▶ Dataset entries

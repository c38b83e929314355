use assert_cmd::Command;
use predicates::prelude::*;
use std::fs;
use std::path::PathBuf;
use tempfile::tempdir;

fn repo_path(relative: &str) -> PathBuf {
    PathBuf::from(env!("CARGO_MANIFEST_DIR"))
        .parent()
        .unwrap()
        .parent()
        .unwrap()
        .join(relative)
}

fn ieee4() -> PathBuf {
    repo_path("test_data/glm/ieee4.glm")
}

/// Command isolated from any config in the user's home directory.
fn feeder(config_dir: &tempfile::TempDir) -> Command {
    let mut cmd = Command::cargo_bin("feeder").unwrap();
    cmd.arg("--config")
        .arg(config_dir.path().join("config.toml"));
    cmd
}

#[test]
fn roundtrip_to_stdout_reproduces_fixture() {
    let home = tempdir().unwrap();
    let expected = fs::read_to_string(ieee4()).unwrap();
    feeder(&home)
        .args(["roundtrip", ieee4().to_str().unwrap()])
        .assert()
        .success()
        .stdout(expected);
}

#[test]
fn roundtrip_honours_configured_indent() {
    let home = tempdir().unwrap();
    fs::write(
        home.path().join("config.toml"),
        "[writer]\nindent = \"  \"\n\n[logging]\nlevel = \"warn\"\n",
    )
    .unwrap();
    let out = home.path().join("spaces.glm");
    feeder(&home)
        .args([
            "roundtrip",
            ieee4().to_str().unwrap(),
            "-o",
            out.to_str().unwrap(),
        ])
        .assert()
        .success();
    let written = fs::read_to_string(&out).unwrap();
    assert!(written.contains("\n  name node1;\n"));
    assert!(written.contains("\n    interval 60;\n"));
    // text outside objects is untouched
    assert!(written.contains("\n\tsolver_method NR;\n"));
}

#[test]
fn transform_writes_signed_output() {
    let home = tempdir().unwrap();
    let out = home.path().join("out.glm");
    feeder(&home)
        .args([
            "transform",
            ieee4().to_str().unwrap(),
            "-o",
            out.to_str().unwrap(),
            "-t",
            "set class=recorder interval=900",
            "-t",
            "annotate name=load4 spot load",
        ])
        .assert()
        .success();
    let written = fs::read_to_string(&out).unwrap();
    assert!(written.contains("// Generated by feeder "));
    assert!(written.contains("//   set class=recorder interval=900\n"));
    assert!(written.contains("\t\tinterval 900;\n"));
    assert!(written.contains("// spot load\nobject load {\n"));
}

#[test]
fn transform_without_signature() {
    let home = tempdir().unwrap();
    let out = home.path().join("plain.glm");
    feeder(&home)
        .args([
            "transform",
            "-o",
            out.to_str().unwrap(),
            "-t",
            "add class=node name=n1",
            "--no-sign",
        ])
        .assert()
        .success();
    assert_eq!(
        fs::read_to_string(&out).unwrap(),
        "object node {\n\tname n1;\n}\n"
    );
}

#[test]
fn failing_transform_writes_nothing() {
    let home = tempdir().unwrap();
    let out = home.path().join("never.glm");
    feeder(&home)
        .args([
            "transform",
            ieee4().to_str().unwrap(),
            "-o",
            out.to_str().unwrap(),
            "-t",
            "explode name=node1",
        ])
        .assert()
        .failure()
        .stderr(predicate::str::contains("unknown transform `explode`"));
    assert!(!out.exists());
}

#[test]
fn transform_list_shows_builtins() {
    let home = tempdir().unwrap();
    feeder(&home)
        .args(["transform", "--list"])
        .assert()
        .success()
        .stdout(predicate::str::contains("annotate").and(predicate::str::contains("nest")));
}

#[test]
fn find_reports_json() {
    let home = tempdir().unwrap();
    let output = feeder(&home)
        .args([
            "find",
            ieee4().to_str().unwrap(),
            "--property",
            "class",
            "--value",
            "node",
            "--format",
            "json",
        ])
        .output()
        .unwrap();
    assert!(output.status.success());
    let rows: serde_json::Value = serde_json::from_slice(&output.stdout).unwrap();
    let names: Vec<&str> = rows
        .as_array()
        .unwrap()
        .iter()
        .map(|row| row["name"].as_str().unwrap())
        .collect();
    assert_eq!(names, ["node1", "node2", "node3"]);
}

#[test]
fn find_with_count_mismatch_fails() {
    let home = tempdir().unwrap();
    feeder(&home)
        .args([
            "find",
            ieee4().to_str().unwrap(),
            "--property",
            "class",
            "--value",
            "node",
            "--count",
            "1",
        ])
        .assert()
        .failure()
        .stderr(predicate::str::contains("found 3"));
}

#[test]
fn upstream_to_first_transformer() {
    let home = tempdir().unwrap();
    feeder(&home)
        .args([
            "upstream",
            ieee4().to_str().unwrap(),
            "--name",
            "meter4",
            "--class",
            "transformer",
        ])
        .assert()
        .success()
        .stdout(predicate::str::contains("xfmr23"));
}

#[test]
fn downstream_lists_children_then_links() {
    let home = tempdir().unwrap();
    feeder(&home)
        .args(["downstream", ieee4().to_str().unwrap(), "--name", "node3"])
        .assert()
        .success()
        .stdout(
            predicate::str::contains("recorder")
                .and(predicate::str::contains("line34"))
                .and(predicate::str::contains("node3")),
        );
}

#[test]
fn check_passes_fixture_and_flags_dangling_parent() {
    let home = tempdir().unwrap();
    feeder(&home)
        .args(["check", ieee4().to_str().unwrap()])
        .assert()
        .success()
        .stdout(predicate::str::contains("No issues"));

    let broken = home.path().join("broken.glm");
    fs::write(
        &broken,
        "object meter {\n\tname m1;\n\tparent ghost;\n}\n",
    )
    .unwrap();
    feeder(&home)
        .args(["check", broken.to_str().unwrap()])
        .assert()
        .failure()
        .stdout(predicate::str::contains("reference"))
        .stdout(predicate::str::contains("parent `ghost` does not exist"));
}

#[test]
fn graph_stats_and_dot() {
    let home = tempdir().unwrap();
    let dot = home.path().join("ieee4.dot");
    let output = feeder(&home)
        .args([
            "graph",
            ieee4().to_str().unwrap(),
            "--format",
            "json",
            "--dot",
            dot.to_str().unwrap(),
        ])
        .output()
        .unwrap();
    assert!(output.status.success());
    let stats: serde_json::Value = serde_json::from_slice(&output.stdout).unwrap();
    assert_eq!(stats["components"], 1);
    assert_eq!(stats["edge_count"], 8);
    assert!(fs::read_to_string(&dot).unwrap().starts_with("digraph feeder {"));
}

#[test]
fn parse_errors_name_the_line() {
    let home = tempdir().unwrap();
    let bad = home.path().join("bad.glm");
    fs::write(&bad, "// model\nobject node {\n\tname n1;\n\tphases ABCN\n}\n").unwrap();
    feeder(&home)
        .args(["roundtrip", bad.to_str().unwrap()])
        .assert()
        .failure()
        .stderr(predicate::str::contains("line 4: unrecognized syntax"));
}

#[test]
fn log_level_is_accepted_after_the_subcommand() {
    let home = tempdir().unwrap();
    feeder(&home)
        .args(["check", ieee4().to_str().unwrap(), "--log-level", "warn"])
        .assert()
        .success()
        .stdout(predicate::str::contains("No issues"));
}

#[test]
fn graph_plain_lists_root_fan_out() {
    let home = tempdir().unwrap();
    feeder(&home)
        .args(["graph", ieee4().to_str().unwrap()])
        .assert()
        .success()
        .stdout(predicate::str::contains("Components    : 1"))
        .stdout(predicate::str::contains("(fan-out "));
}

▶ Exercise prompt
Once you have located every line with the word "explode" in the material above, list those lines.

▶ Response area
            "explode name=node1",
        .stderr(predicate::str::contains("unknown transform `explode`"));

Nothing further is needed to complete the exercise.